As a comparative example, Brevibacterium flavu (Brevibacterium flavu) was prepared under the same conditions.
m) MJ-233 (FERM BP-1497) was cultured, reacted under the same conditions, and L-lysine in the supernatant was quantified. As a result, the amount of L-lysine produced in the supernatant liquid was 0.6 g / l.

[0091]

[Chemical 5]

[Brief description of drawings]

FIG. 1 is a restriction map of a DNA fragment containing a gene encoding aspartokinase of the present invention, which is digested with a restriction enzyme.

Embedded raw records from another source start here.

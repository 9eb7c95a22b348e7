//! Heuristic resume segmenter/parser.
//!
//! Splits normalized text into sections on exact full-line heading matches,
//! then runs one parsing strategy per section kind. Best-effort by design:
//! malformed or heading-less input degrades to an all-empty `Resume`, never
//! an error.

use std::collections::HashMap;
use std::sync::LazyLock;

use regex::Regex;

use crate::models::resume::{EducationEntry, ExperienceEntry, ProjectEntry, Resume};
use crate::text::{is_bullet, strip_bullet, to_lines};

/// Section kinds a heading can open. `Header` is the implicit section before
/// the first recognized heading.
#[derive(Debug, Clone, Copy, PartialEq, Eq, Hash)]
pub enum SectionKind {
    Header,
    Summary,
    Skills,
    Experience,
    Education,
    Projects,
    Certifications,
    Additional,
}

/// Ordered heading vocabulary: uppercase alias to the section it opens.
/// Matched case-insensitively against the entire line.
pub const HEADING_VOCABULARY: &[(&str, SectionKind)] = &[
    ("SUMMARY", SectionKind::Summary),
    ("PROFESSIONAL SUMMARY", SectionKind::Summary),
    ("OBJECTIVE", SectionKind::Summary),
    ("SKILLS", SectionKind::Skills),
    ("TECHNICAL SKILLS", SectionKind::Skills),
    ("EXPERIENCE", SectionKind::Experience),
    ("WORK EXPERIENCE", SectionKind::Experience),
    ("PROFESSIONAL EXPERIENCE", SectionKind::Experience),
    ("EMPLOYMENT HISTORY", SectionKind::Experience),
    ("EDUCATION", SectionKind::Education),
    ("PROJECTS", SectionKind::Projects),
    ("CERTIFICATIONS", SectionKind::Certifications),
    ("CERTIFICATES", SectionKind::Certifications),
    ("ADDITIONAL", SectionKind::Additional),
    ("ADDITIONAL INFORMATION", SectionKind::Additional),
];

/// Canonical heading names, in serialization order. Used by the plain-text
/// serializer and the ATS layout scan.
pub const CANONICAL_HEADINGS: &[&str] = &[
    "SUMMARY",
    "SKILLS",
    "EXPERIENCE",
    "EDUCATION",
    "PROJECTS",
    "CERTIFICATIONS",
    "ADDITIONAL",
];

static EMAIL: LazyLock<Regex> =
    LazyLock::new(|| Regex::new(r"\b[\w.+-]+@[\w.-]+\.\w+\b").unwrap());
static PHONE: LazyLock<Regex> = LazyLock::new(|| {
    Regex::new(r"(\+?\d{1,2}[\s-]?)?\(?\d{3}\)?[\s.-]?\d{3}[\s.-]?\d{4}").unwrap()
});

fn pick_heading(line: &str) -> Option<SectionKind> {
    let upper = line.to_uppercase();
    HEADING_VOCABULARY
        .iter()
        .find(|(alias, _)| upper == *alias)
        .map(|(_, kind)| *kind)
}

/// Parses free-form resume text into a structured `Resume`.
pub fn parse_resume_from_text(text: &str) -> Resume {
    let mut resume = Resume::default();
    if text.is_empty() {
        return resume;
    }

    let mut sections: HashMap<SectionKind, Vec<String>> = HashMap::new();
    let mut current = SectionKind::Header;
    sections.insert(current, Vec::new());

    for line in to_lines(text) {
        if let Some(kind) = pick_heading(&line) {
            current = kind;
            // A repeated heading resets that section's buffer.
            sections.insert(kind, Vec::new());
            continue;
        }
        sections.entry(current).or_default().push(line);
    }

    let mut take = |kind: SectionKind| sections.remove(&kind).unwrap_or_default();

    parse_header(&take(SectionKind::Header), &mut resume);
    resume.summary = take(SectionKind::Summary).join(" ");
    resume.skills = parse_skills(&take(SectionKind::Skills));
    resume.experience = parse_experience(&take(SectionKind::Experience));
    resume.education = parse_education(&take(SectionKind::Education));
    resume.projects = parse_projects(&take(SectionKind::Projects));
    resume.certifications = parse_simple_list(&take(SectionKind::Certifications));
    resume.additional = parse_simple_list(&take(SectionKind::Additional));

    resume
}

/// Header strategy: first line is the name, second the title; email and
/// phone are the first pattern matches across all header lines joined.
fn parse_header(lines: &[String], resume: &mut Resume) {
    if lines.is_empty() {
        return;
    }
    resume.contact.name = lines.first().cloned().unwrap_or_default();
    resume.contact.title = lines.get(1).cloned().unwrap_or_default();

    let contact_line = lines.join(" ");
    if let Some(found) = EMAIL.find(&contact_line) {
        resume.contact.email = found.as_str().to_string();
    }
    if let Some(found) = PHONE.find(&contact_line) {
        resume.contact.phone = found.as_str().to_string();
    }
}

/// Skills strategy: joined lines split on comma or pipe, trimmed, empties
/// dropped, order preserved.
fn parse_skills(lines: &[String]) -> Vec<String> {
    lines
        .join(" ")
        .split(|c| c == ',' || c == '|')
        .map(str::trim)
        .filter(|skill| !skill.is_empty())
        .map(str::to_string)
        .collect()
}

/// Experience strategy: a non-bullet line containing `" - "` opens an entry
/// (role/company from the first two parts); all-caps non-bullet lines are
/// stray heading noise; everything else becomes a bullet.
fn parse_experience(lines: &[String]) -> Vec<ExperienceEntry> {
    let mut entries = Vec::new();
    let mut current: Option<ExperienceEntry> = None;

    for line in lines {
        if !is_bullet(line) && *line == line.to_uppercase() {
            continue;
        }
        if !is_bullet(line) && line.contains(" - ") {
            if let Some(entry) = current.take() {
                entries.push(entry);
            }
            let mut parts = line.split(" - ").map(str::trim);
            current = Some(ExperienceEntry {
                role: parts.next().unwrap_or_default().to_string(),
                company: parts.next().unwrap_or_default().to_string(),
                ..Default::default()
            });
            continue;
        }
        let entry = current.get_or_insert_with(ExperienceEntry::default);
        entry.bullets.push(if is_bullet(line) {
            strip_bullet(line)
        } else {
            line.clone()
        });
    }
    if let Some(entry) = current.take() {
        entries.push(entry);
    }

    entries
        .into_iter()
        .filter(|entry| !entry.bullets.is_empty() || !entry.role.is_empty())
        .collect()
}

/// Education strategy: same delimiter rule as experience but without the
/// all-caps skip; lines become details.
fn parse_education(lines: &[String]) -> Vec<EducationEntry> {
    let mut entries = Vec::new();
    let mut current: Option<EducationEntry> = None;

    for line in lines {
        if !is_bullet(line) && line.contains(" - ") {
            if let Some(entry) = current.take() {
                entries.push(entry);
            }
            let mut parts = line.split(" - ").map(str::trim);
            current = Some(EducationEntry {
                school: parts.next().unwrap_or_default().to_string(),
                degree: parts.next().unwrap_or_default().to_string(),
                ..Default::default()
            });
            continue;
        }
        let entry = current.get_or_insert_with(EducationEntry::default);
        entry.details.push(if is_bullet(line) {
            strip_bullet(line)
        } else {
            line.clone()
        });
    }
    if let Some(entry) = current.take() {
        entries.push(entry);
    }

    entries
        .into_iter()
        .filter(|entry| !entry.school.is_empty() || !entry.details.is_empty())
        .collect()
}

/// Projects strategy: any non-bullet line opens an entry, name/link split on
/// `" - "` when present.
fn parse_projects(lines: &[String]) -> Vec<ProjectEntry> {
    let mut entries = Vec::new();
    let mut current: Option<ProjectEntry> = None;

    for line in lines {
        if !is_bullet(line) {
            if let Some(entry) = current.take() {
                entries.push(entry);
            }
            let mut parts = line.split(" - ").map(str::trim);
            current = Some(ProjectEntry {
                name: parts.next().unwrap_or_default().to_string(),
                link: parts
                    .next()
                    .filter(|link| !link.is_empty())
                    .map(str::to_string),
                bullets: Vec::new(),
            });
            continue;
        }
        let entry = current.get_or_insert_with(ProjectEntry::default);
        entry.bullets.push(strip_bullet(line));
    }
    if let Some(entry) = current.take() {
        entries.push(entry);
    }

    entries
        .into_iter()
        .filter(|entry| !entry.name.is_empty() || !entry.bullets.is_empty())
        .collect()
}

/// Certifications/additional strategy: one list item per line, bullet
/// markers stripped.
fn parse_simple_list(lines: &[String]) -> Vec<String> {
    lines
        .iter()
        .map(|line| strip_bullet(line))
        .filter(|item| !item.is_empty())
        .collect()
}

#[cfg(test)]
mod tests {
    use super::*;

    const SAMPLE: &str = "Jane Doe\nSoftware Engineer\n\nSUMMARY\nBuilder of web apps.\n\nSKILLS\nJavaScript, React, SQL\n\nEXPERIENCE\nSoftware Engineer - Example Co\n- Built features\n\nEDUCATION\nExample University - BS Computer Science";

    #[test]
    fn test_parse_sample_resume_structure() {
        let resume = parse_resume_from_text(SAMPLE);
        assert_eq!(resume.contact.name, "Jane Doe");
        assert_eq!(resume.contact.title, "Software Engineer");
        assert!(resume.summary.contains("Builder"));
        assert!(resume.skills.contains(&"JavaScript".to_string()));
        assert!(!resume.experience.is_empty());
        assert!(!resume.education.is_empty());
    }

    #[test]
    fn test_parse_empty_input_yields_default_resume() {
        assert_eq!(parse_resume_from_text(""), Resume::default());
    }

    #[test]
    fn test_parse_heading_less_input_yields_header_only() {
        let resume = parse_resume_from_text("Jane Doe\nEngineer");
        assert_eq!(resume.contact.name, "Jane Doe");
        assert_eq!(resume.contact.title, "Engineer");
        assert!(resume.summary.is_empty());
        assert!(resume.experience.is_empty());
    }

    #[test]
    fn test_header_extracts_email_and_phone() {
        let resume = parse_resume_from_text(
            "Jane Doe\nEngineer\njane.doe+jobs@example.io | +1 (555) 123-4567",
        );
        assert_eq!(resume.contact.email, "jane.doe+jobs@example.io");
        assert!(resume.contact.phone.contains("555"));
    }

    #[test]
    fn test_heading_match_is_case_insensitive_and_exact() {
        let resume = parse_resume_from_text("Jane\n\nsummary\nShips things.");
        assert_eq!(resume.summary, "Ships things.");
        // A line merely containing a heading word is not a heading.
        let resume = parse_resume_from_text("Jane\n\nMy summary follows\nShips things.");
        assert!(resume.summary.is_empty());
    }

    #[test]
    fn test_heading_aliases_map_to_canonical_sections() {
        let text = "Jane Doe\n\nWORK EXPERIENCE\nEngineer - Acme\n- Shipped\n\nTECHNICAL SKILLS\nRust | Go";
        let resume = parse_resume_from_text(text);
        assert_eq!(resume.experience.len(), 1);
        assert_eq!(resume.skills, vec!["Rust", "Go"]);
    }

    #[test]
    fn test_skills_split_on_comma_and_pipe() {
        let resume = parse_resume_from_text("Jane\n\nSKILLS\nRust, Go | SQL,  , TypeScript");
        assert_eq!(resume.skills, vec!["Rust", "Go", "SQL", "TypeScript"]);
    }

    #[test]
    fn test_experience_skips_all_caps_noise_lines() {
        let text = "Jane\n\nEXPERIENCE\nACME DIVISION\nEngineer - Acme\n- Built it";
        let resume = parse_resume_from_text(text);
        assert_eq!(resume.experience.len(), 1);
        assert_eq!(resume.experience[0].role, "Engineer");
        assert_eq!(resume.experience[0].company, "Acme");
        assert_eq!(resume.experience[0].bullets, vec!["Built it"]);
    }

    #[test]
    fn test_experience_delimiter_keeps_first_two_parts() {
        let resume =
            parse_resume_from_text("Jane\n\nEXPERIENCE\nEngineer - Acme - Remote\n- Did work");
        assert_eq!(resume.experience[0].role, "Engineer");
        assert_eq!(resume.experience[0].company, "Acme");
    }

    #[test]
    fn test_experience_non_bullet_lines_become_bullets() {
        let text = "Jane\n\nEXPERIENCE\nEngineer - Acme\nShipped the flagship product\n- Cut latency";
        let resume = parse_resume_from_text(text);
        assert_eq!(
            resume.experience[0].bullets,
            vec!["Shipped the flagship product", "Cut latency"]
        );
    }

    #[test]
    fn test_experience_orphan_bullets_form_anonymous_entry() {
        let resume = parse_resume_from_text("Jane\n\nEXPERIENCE\n- Did a thing");
        assert_eq!(resume.experience.len(), 1);
        assert!(resume.experience[0].role.is_empty());
        assert_eq!(resume.experience[0].bullets, vec!["Did a thing"]);
    }

    #[test]
    fn test_education_does_not_skip_all_caps_lines() {
        let text = "Jane\n\nEDUCATION\nMIT - BS\nGPA 3.9";
        let resume = parse_resume_from_text(text);
        assert_eq!(resume.education.len(), 1);
        assert_eq!(resume.education[0].details, vec!["GPA 3.9"]);
    }

    #[test]
    fn test_projects_split_name_and_link() {
        let text = "Jane\n\nPROJECTS\nSearch Tool - https://example.com\n- Indexed docs\nSide Project\n- Built CLI";
        let resume = parse_resume_from_text(text);
        assert_eq!(resume.projects.len(), 2);
        assert_eq!(resume.projects[0].name, "Search Tool");
        assert_eq!(
            resume.projects[0].link.as_deref(),
            Some("https://example.com")
        );
        assert_eq!(resume.projects[1].name, "Side Project");
        assert_eq!(resume.projects[1].link, None);
    }

    #[test]
    fn test_simple_list_strips_bullet_markers() {
        let text = "Jane\n\nCERTIFICATIONS\n- AWS Solutions Architect\n1. CKA";
        let resume = parse_resume_from_text(text);
        assert_eq!(
            resume.certifications,
            vec!["AWS Solutions Architect", "CKA"]
        );
    }

    #[test]
    fn test_repeated_heading_resets_section_buffer() {
        let text = "Jane\n\nSKILLS\nRust\n\nSKILLS\nGo";
        let resume = parse_resume_from_text(text);
        assert_eq!(resume.skills, vec!["Go"]);
    }
}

FIG. 2 is a schematic diagram for determining the nucleotide sequence of a DNA fragment of the present invention having a size of about 1.7 kb.

[Chemical 2 Part 1]

[Chemical 2 Part 2]

[Chemical 2 Part 3]

[Chemical formula 1]

[Chemical formula 2]

[Chemical 3 Part 3]

[Chemical 4]

[Chemical 3 Part 5]

[Chemical 4 part 1]

[Chemical 4 part 2]

[Chemical 4 part 3]

[Chemical 4]

[Chapter 4 of 5]

[Chemical 5 part 1]

[Chemical 5 part 2]

[Chemical 5 part 3]

[Chemical 4]

[Chemical 5]

Front page continuation (72) Inventor Hideaki Yukawa 8-3-1 Chuo, Ami-cho, Inashiki-gun, Ibaraki Sanryo Yuka Co., Ltd. Tsukuba Research Institute

Claims (8)

[Claims] 1. A gene DNA encoding aspartokinase (EC 2.7.2.4.) Derived from a coryneform bacterium. 2. The gene DNA according to claim 1, wherein the coryneform bacterium is Brevibacterium flavum MJ233. 3. The following DNA base sequence: Aspartokinase (EC 2.7.2.4.)
A gene DNA that encodes. 4. An aspartokinase (EC 2.7. 1) represented by the following amino acid sequence:
Gene DNA encoding 2.4.). 5. A recombinant plasmid into which the gene DNA according to any one of claims 1 to 4 is introduced. 6. A recombinant plasmid having the gene DNA according to any one of claims 1 to 4 and a DNA containing a gene that controls a replication / proliferation function in a coryneform bacterium. 7. A coryneform bacterium transformed with the recombinant plasmid according to claim 6. 8. A method for producing L-lysine, which comprises contacting glucose with the cultured bacterial cell of Coryneform bacterium according to claim 7 or a treated product of the bacterial cell to produce L-lysine.